I am now a great grandmother,but still Nonna in that family.One of my grandsons in another family calls me Grandma,I really don’t care what I am called.
Why does it matter whether you are Italian or not? Go ahead and ask to be called Nonna.I wouldn’t worry what the locals in Bedfordshire are going to think.What a hilarious post that was.😅🤣😂

RainbowZebraWarrior · 23/01/2024 12:26

"Nonna is becoming as British in our multicultural society as Pasta!"

No, it isn't.

I'm half Welsh, with Italian heritage. I wouldn't judge as such, but if I met someone who called themselves Nonna (or Mamgu in the case of South Welsh) I'd likely chat about their heritage, thinking it as something we may have in common. If there was no link at all, I'd think it was weird. That's probably why most people stick to what's the norm for them culturally and traditionally. Of course, as shown here, kids often end up with their own cute nicknames which is lovely as it's so organic and personal.

OVienna · 23/01/2024 12:27

ManchesterLu · 23/01/2024 11:08

It is THEIR child, so it is actually under their control.

This. I'm afraid it's the OP who is coming across as controlling.

Maybe she 'identifies' as Italian tho.

SwordToFlamethrower · 23/01/2024 12:28

That's outrageous! You get to decide what you're called. I asked my dd grandparents what they'd like. How dare they! 😤

Also, I called my grandmother Nonna, pronounced Non- nah.

I don't know anyone else like that!

You get to decide, no one else has the right to do that for you.

Headtothestreets · 23/01/2024 12:29

Good luck getting the finer points of pronunciation instilled in a baby…

WhattheactualBobbins · 23/01/2024 12:30

I would like to be called Ah Ma, I am Chinese though British born, however DS is half white as DH is and his GF who he intends to marry is also white so not quite sure how they will feel about it.

Whatever The name, how lovely to have a grandchild.

VoleChomper · 23/01/2024 12:31

The tone is a bit woe is me but I'd love to hear more about some of these things the OP has been 'pulled up' on.

Mirabai · 23/01/2024 12:31

Bluedabidee · 23/01/2024 12:20

OP, you keep referring to multicultural Britain, but you're not a part of the Italian culture within that? To be honest your comment saying that now 'Nonna' is as British as pasta is actually quite disrespectful towards Italian culture, because just because Nonna is used in Britain, does not mean it's now British.

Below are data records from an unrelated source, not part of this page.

//! The engine thread: playlist cursor, current session and track-advance
//! state machine.
//!
//! The thread multiplexes two things on one command channel: control
//! commands from the transport/operator side, and the pacer's emission
//! schedule (via `recv_timeout` deadlines). Between chunks it is always
//! parked on the channel, so listener churn never waits on playback.

use std::fs::File;
use std::io::{self, BufReader};
use std::sync::Arc;
use std::sync::mpsc::{Receiver, RecvTimeoutError};
use std::thread;
use std::thread::JoinHandle;
use std::time::Duration;

use tracing::{debug, error, info};

use crate::catalog::Track;

use super::hub::Hub;
use super::pacer::Pacer;
use super::types::{EngineCmd, PlaybackHandle};

/// How long the engine waits on its command channel when nothing is playing.
const IDLE_TICK: Duration = Duration::from_millis(200);

/// The currently playing track: its open byte source plus the pacer bound to
/// it. Replaced wholesale on every track advance; pausing keeps it alive so
/// resume continues from the frozen byte offset.
struct Session {
    index: usize,
    source: BufReader<File>,
    pacer: Pacer,
}

enum ReadOutcome {
    Emitted,
    EndOfTrack(usize),
    SourceError(usize, io::Error),
}

pub(super) fn spawn_engine_thread(
    tracks: Vec<Track>,
    rx: Receiver<EngineCmd>,
    hub: Arc<Hub>,
    playback_info: PlaybackHandle,
    chunk_bytes: usize,
) -> JoinHandle<()> {
    thread::spawn(move || {
        let mut engine = EngineLoop {
            tracks,
            cursor: None,
            session: None,
            playing: false,
            hub,
            playback_info,
            chunk_bytes,
        };
        engine.run(rx);
    })
}

struct EngineLoop {
    tracks: Vec<Track>,
    /// Index of the last track started, `None` before the first play.
    cursor: Option<usize>,
    session: Option<Session>,
    playing: bool,
    hub: Arc<Hub>,
    playback_info: PlaybackHandle,
    chunk_bytes: usize,
}

impl EngineLoop {
    fn run(&mut self, rx: Receiver<EngineCmd>) {
        loop {
            let wait = match (&self.session, self.playing) {
                (Some(session), true) => session.pacer.until_due(),
                _ => IDLE_TICK,
            };

            match rx.recv_timeout(wait) {
                Ok(EngineCmd::Play) => self.handle_play(),
                Ok(EngineCmd::Pause) => self.handle_pause(),
                Ok(EngineCmd::Resume) => self.handle_resume(),
                Ok(EngineCmd::Skip) => self.handle_skip(),
                Ok(EngineCmd::Quit) => break,
                Err(RecvTimeoutError::Timeout) => {
                    if self.playing {
                        self.emit_due_chunk();
                    }
                }
                Err(RecvTimeoutError::Disconnected) => break,
            }
        }

        self.playing = false;
        self.publish();
        // Dropping the sinks disconnects every receiver, so transport
        // threads parked on them unwind instead of hanging.
        self.hub.close_all();
    }

    /// Index of the track that plays next: one past the cursor, wrapping to
    /// the start. The playlist never ends.
    fn next_index(&self) -> usize {
        match self.cursor {
            Some(i) => (i + 1) % self.tracks.len(),
            None => 0,
        }
    }

    /// Advance the playlist and open the next track.
    ///
    /// A track that fails to open is logged and skipped; each track is tried
    /// at most once per call, so a playlist where every file is broken parks
    /// the engine idle instead of spinning (a later `Play` retries).
    fn advance(&mut self) {
        self.session = None;

        if self.tracks.is_empty() {
            self.playing = false;
            self.publish();
            return;
        }

        for _ in 0..self.tracks.len() {
            let index = self.next_index();
            self.cursor = Some(index);
            let track = &self.tracks[index];

            match File::open(&track.path) {
                Ok(file) => {
                    info!(
                        "track start [{index}] {} ({} bps)",
                        track.display, track.bitrate_bps
                    );
                    self.session = Some(Session {
                        index,
                        source: BufReader::new(file),
                        pacer: Pacer::new(track.bitrate_bps, self.chunk_bytes),
                    });
                    self.playing = true;
                    self.publish();
                    return;
                }
                Err(e) => {
                    error!("cannot open {:?}: {e}; skipping", track.path);
                }
            }
        }

        error!("no readable tracks in playlist; going idle");
        self.playing = false;
        self.publish();
    }

    /// Emit the due chunk, or advance the playlist when the track ends or
    /// the source errors out. Either way the broadcast keeps flowing.
    fn emit_due_chunk(&mut self) {
        let outcome = {
            let Some(session) = self.session.as_mut() else {
                return;
            };
            match session.pacer.read_chunk(&mut session.source) {
                Ok(Some(chunk)) => {
                    self.hub.broadcast(&chunk);
                    session.pacer.mark_emitted(chunk.len());
                    ReadOutcome::Emitted
                }
                Ok(None) => ReadOutcome::EndOfTrack(session.index),
                Err(e) => ReadOutcome::SourceError(session.index, e),
            }
        };

        match outcome {
            ReadOutcome::Emitted => {}
            ReadOutcome::EndOfTrack(index) => {
                debug!("end of track [{index}]");
                self.advance();
            }
            ReadOutcome::SourceError(index, e) => {
                // A corrupt file must not stop the stream for connected
                // listeners; treat it exactly like a finished track.
                error!("read error on track [{index}]: {e}; advancing");
                self.advance();
            }
        }
    }

    fn handle_play(&mut self) {
        if self.session.is_none() {
            self.advance();
        } else if !self.playing {
            // Play on a paused session is a resume, never an advance.
            self.handle_resume();
        }
    }

    fn handle_pause(&mut self) {
        if self.session.is_some() && self.playing {
            self.playing = false;
            self.publish();
            info!("playback paused");
        }
    }

    fn handle_resume(&mut self) {
        if let Some(session) = self.session.as_mut() {
            if !self.playing {
                // Continue from the frozen byte offset; rebase so the pause
                // gap is not "made up for" with a burst.
                session.pacer.rebase();
                self.playing = true;
                self.publish();
                info!("playback resumed");
            }
        }
    }

    fn handle_skip(&mut self) {
        if !self.tracks.is_empty() {
            debug!("skip requested");
            self.advance();
        }
    }

    fn publish(&self) {
        if let Ok(mut info) = self.playback_info.lock() {
            info.index = self.session.as_ref().map(|s| s.index);
            info.display = self
                .session
                .as_ref()
                .map(|s| self.tracks[s.index].display.clone());
            info.playing = self.playing;
        }
    }
}
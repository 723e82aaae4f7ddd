//! Thin HTTP transport for the broadcast engine.
//!
//! One blocking accept loop, one thread per connection. A `GET` on the
//! configured mount registers a hub client and pumps its sink to the socket
//! as a chunked `audio/mpeg` response until either side gives up; `GET /`
//! answers a one-line status. Everything with any actual logic lives in the
//! engine -- this file only moves bytes and always calls `disconnect` on the
//! way out.

use std::io::{self, BufRead, BufReader, Write};
use std::net::{TcpListener, TcpStream};
use std::sync::Arc;
use std::thread;
use std::time::Duration;

use tracing::{debug, info, warn};

use crate::config::ServerSettings;
use crate::engine::Player;

pub fn serve(listener: TcpListener, player: Arc<Player>, settings: ServerSettings) -> io::Result<()> {
    for stream in listener.incoming() {
        match stream {
            Ok(stream) => {
                let player = Arc::clone(&player);
                let settings = settings.clone();
                thread::spawn(move || handle_connection(stream, &player, &settings));
            }
            Err(e) => {
                warn!("accept error: {e}");
            }
        }
    }
    Ok(())
}

/// Extract the method and path from an HTTP request line.
fn parse_request_line(line: &str) -> Option<(&str, &str)> {
    let mut parts = line.split_whitespace();
    let method = parts.next()?;
    let path = parts.next()?;
    parts.next()?; // HTTP version must at least be present
    Some((method, path))
}

fn handle_connection(stream: TcpStream, player: &Player, settings: &ServerSettings) {
    let peer = stream
        .peer_addr()
        .map(|a| a.to_string())
        .unwrap_or_else(|_| "unknown".to_string());

    // A client that connects and never sends a request must not pin this
    // thread; the timeout covers the request line and header drain below.
    let timeout = Duration::from_secs(settings.request_timeout_secs.max(1));
    if let Err(e) = stream.set_read_timeout(Some(timeout)) {
        warn!("cannot set read timeout for {peer}: {e}");
        return;
    }

    let mut reader = BufReader::new(match stream.try_clone() {
        Ok(s) => s,
        Err(e) => {
            warn!("cannot clone socket for {peer}: {e}");
            return;
        }
    });

    let mut request_line = String::new();
    if reader.read_line(&mut request_line).is_err() {
        return;
    }
    // Drain the remaining headers; we do not use any of them.
    loop {
        let mut header = String::new();
        match reader.read_line(&mut header) {
            Ok(0) => break,
            Ok(_) if header == "\r\n" || header == "\n" => break,
            Ok(_) => continue,
            Err(_) => return,
        }
    }

    let Some((method, path)) = parse_request_line(&request_line) else {
        let _ = respond_plain(&stream, "400 Bad Request", "malformed request\n");
        return;
    };

    if method != "GET" {
        let _ = respond_plain(&stream, "405 Method Not Allowed", "GET only\n");
        return;
    }

    if path == settings.mount {
        stream_to_listener(stream, player, &peer);
    } else if path == "/" {
        let _ = respond_plain(&stream, "200 OK", &status_line(player));
    } else {
        debug!("404 for {path} from {peer}");
        let _ = respond_plain(&stream, "404 Not Found", "not found\n");
    }
}

fn status_line(player: &Player) -> String {
    let info = player
        .playback_handle()
        .lock()
        .map(|i| i.clone())
        .unwrap_or_default();
    let now_playing = match (&info.display, info.playing) {
        (Some(d), true) => format!("now playing: {d}"),
        (Some(d), false) => format!("paused on: {d}"),
        (None, _) => "idle".to_string(),
    };
    format!("aircast: {} listeners, {now_playing}\n", player.listeners())
}

fn respond_plain(mut stream: &TcpStream, status: &str, body: &str) -> io::Result<()> {
    write!(
        stream,
        "HTTP/1.1 {status}\r\nContent-Type: text/plain\r\nContent-Length: {}\r\nConnection: close\r\n\r\n{body}",
        body.len()
    )?;
    stream.flush()
}

/// Register with the hub and relay the sink to the socket until the listener
/// disconnects, its write fails, or the hub drops it for lagging.
fn stream_to_listener(mut stream: TcpStream, player: &Player, peer: &str) {
    let (id, rx) = player.subscribe();
    info!("listener {id} connected from {peer}");

    let result: io::Result<()> = (|| {
        write!(
            stream,
            "HTTP/1.1 200 OK\r\n\
             Content-Type: audio/mpeg\r\n\
             Transfer-Encoding: chunked\r\n\
             Cache-Control: no-cache\r\n\
             Connection: close\r\n\r\n"
        )?;
        stream.flush()?;

        // recv() blocks until the engine broadcasts; an Err means the hub
        // removed this sink (lagging listener) or the engine shut down.
        while let Ok(chunk) = rx.recv() {
            write!(stream, "{:x}\r\n", chunk.len())?;
            stream.write_all(&chunk)?;
            stream.write_all(b"\r\n")?;
            stream.flush()?;
        }
        stream.write_all(b"0\r\n\r\n")
    })();

    player.disconnect(id);
    match result {
        Ok(()) => info!("listener {id} disconnected"),
        Err(e) => info!("listener {id} dropped: {e}"),
    }
}

#[cfg(test)]
mod tests {
    use std::fs;
    use std::io::Read;
    use std::net::TcpStream;
    use std::time::Duration;

    use tempfile::tempdir;

    use crate::catalog::Track;
    use crate::config::StreamSettings;

    use super::*;

    #[test]
    fn parse_request_line_extracts_method_and_path() {
        assert_eq!(
            parse_request_line("GET /stream HTTP/1.1\r\n"),
            Some(("GET", "/stream"))
        );
        assert_eq!(
            parse_request_line("POST / HTTP/1.0"),
            Some(("POST", "/"))
        );
        assert_eq!(parse_request_line("GET /stream"), None);
        assert_eq!(parse_request_line(""), None);
    }

    fn spawn_station(
        bytes: &[u8],
        server_settings: ServerSettings,
    ) -> (std::net::SocketAddr, Arc<Player>, tempfile::TempDir) {
        let dir = tempdir().unwrap();
        let path = dir.path().join("a.mp3");
        fs::write(&path, bytes).unwrap();

        let tracks = vec![Track {
            path,
            bitrate_bps: 320_000,
            display: "a".to_string(),
        }];
        let player = Arc::new(Player::new(
            tracks,
            &StreamSettings {
                chunk_bytes: 64,
                client_buffer_chunks: 256,
                autoplay: false,
            },
        ));

        let listener = TcpListener::bind("127.0.0.1:0").unwrap();
        let addr = listener.local_addr().unwrap();
        let serve_player = Arc::clone(&player);
        thread::spawn(move || {
            let _ = serve(listener, serve_player, server_settings);
        });
        (addr, player, dir)
    }

    #[test]
    fn status_endpoint_reports_idle_station() {
        let (addr, _player, _dir) = spawn_station(&[1u8; 1000], ServerSettings::default());

        let mut conn = TcpStream::connect(addr).unwrap();
        conn.write_all(b"GET / HTTP/1.1\r\nHost: test\r\n\r\n").unwrap();
        let mut response = String::new();
        conn.read_to_string(&mut response).unwrap();

        assert!(response.starts_with("HTTP/1.1 200 OK"));
        assert!(response.contains("idle"));
        assert!(response.contains("0 listeners"));
    }

    #[test]
    fn unknown_path_is_a_404() {
        let (addr, _player, _dir) = spawn_station(&[1u8; 1000], ServerSettings::default());

        let mut conn = TcpStream::connect(addr).unwrap();
        conn.write_all(b"GET /nope HTTP/1.1\r\nHost: test\r\n\r\n")
            .unwrap();
        let mut response = String::new();
        conn.read_to_string(&mut response).unwrap();
        assert!(response.starts_with("HTTP/1.1 404"));
    }

    #[test]
    fn stream_mount_serves_chunked_audio() {
        let (addr, player, _dir) = spawn_station(&[7u8; 40_000], ServerSettings::default());
        player.play();

        let mut conn = TcpStream::connect(addr).unwrap();
        conn.set_read_timeout(Some(Duration::from_secs(5))).unwrap();
        conn.write_all(b"GET /stream HTTP/1.1\r\nHost: test\r\n\r\n")
            .unwrap();

        // Read enough to cover the response head plus some audio chunks.
        let mut buf = vec![0u8; 2048];
        let mut filled = 0;
        while filled < buf.len() {
            match conn.read(&mut buf[filled..]) {
                Ok(0) => break,
                Ok(n) => filled += n,
                Err(e) => panic!("read failed after {filled} bytes: {e}"),
            }
        }
        let head = String::from_utf8_lossy(&buf[..filled.min(256)]);
        assert!(head.starts_with("HTTP/1.1 200 OK"));
        assert!(head.contains("Content-Type: audio/mpeg"));
        assert!(head.contains("Transfer-Encoding: chunked"));
        // The payload bytes are the track's fill value.
        assert!(buf[..filled].contains(&7u8));
        player.quit();
    }

    #[test]
    fn engine_shutdown_ends_the_stream_response() {
        let (addr, player, _dir) = spawn_station(&[7u8; 40_000], ServerSettings::default());
        player.play();

        let mut conn = TcpStream::connect(addr).unwrap();
        conn.set_read_timeout(Some(Duration::from_secs(5))).unwrap();
        conn.write_all(b"GET /stream HTTP/1.1\r\nHost: test\r\n\r\n")
            .unwrap();

        // Wait for some audio to arrive, then stop the engine.
        let mut buf = [0u8; 512];
        let n = conn.read(&mut buf).unwrap();
        assert!(n > 0);
        player.quit();

        // The writer must see its sink close, send the chunked terminator
        // and hang up rather than blocking on a dead channel.
        let mut rest = Vec::new();
        conn.read_to_end(&mut rest).unwrap();
        assert!(
            rest.ends_with(b"0\r\n\r\n"),
            "response did not end with the chunked terminator"
        );
    }

    #[test]
    fn silent_connection_is_dropped_after_the_request_timeout() {
        let settings = ServerSettings {
            request_timeout_secs: 1,
            ..ServerSettings::default()
        };
        let (addr, _player, _dir) = spawn_station(&[1u8; 1000], settings);

        let mut conn = TcpStream::connect(addr).unwrap();
        conn.set_read_timeout(Some(Duration::from_secs(5))).unwrap();
        // Send nothing; the server must hang up on its own.
        let mut buf = [0u8; 16];
        let n = conn.read(&mut buf).unwrap();
        assert_eq!(n, 0, "server kept a silent connection open");
    }
}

Speaking of multicultural - I’m a mix of Indian, French, English and Russian and my mother chose Nonna rather than any of her cultural names for grandmother as she didn’t like them. She had a house in Italy, speaks fluent Italian. I reckon she was probably Italian in a past life but the fact is she ain’t Italian in this one!

JSB16 · 23/01/2024 12:31

My children just call my parents what I called my grandparents which was grandma and grandad, that one felt the most natural to us. This is the same for all grandparents as that’s also what my husband called his growing up, I don’t remember it being confusing usually my daughter just adds a word at the start if she wants to distinguish which one we mean.

Sgtmajormummy · 23/01/2024 12:32

We had Italian Nonni and British Grandma and Grandad, we stuck with culturally relevant names.
I don’t like the pronunciation of Nonna. It reminds me of breastfed babies mumbling their first words. Mine both used to say “nyonyo” and “nyonya” when they were tiny.
If I’m ever a grandmother it’ll be Grandma Firstname. My lovely DMIL will be the only Nonna in our family, last of her name! We also had a Nonnina (GGM).